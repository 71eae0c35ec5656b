//! Account authentication: JWT issuance/verification and password hashing.

pub mod hasher;
pub mod jwt;

pub use hasher::{Argon2Hasher, PasswordHasher};
pub use jwt::{Claims, JwtAuth, TokenPair};

/// Identity attached to a request once its access token has been verified.
///
/// Stored in the request extensions by the auth middleware and read back
/// by the views.
#[derive(Debug, Clone)]
pub struct AuthContext {
	pub account_id: i64,
	pub username: String,
}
========
### Exercise instructions
Which lines above hold the string "request"? Copy every one of them.

### Task output
/// Identity attached to a request once its access token has been verified.
/// Stored in the request extensions by the auth middleware and read back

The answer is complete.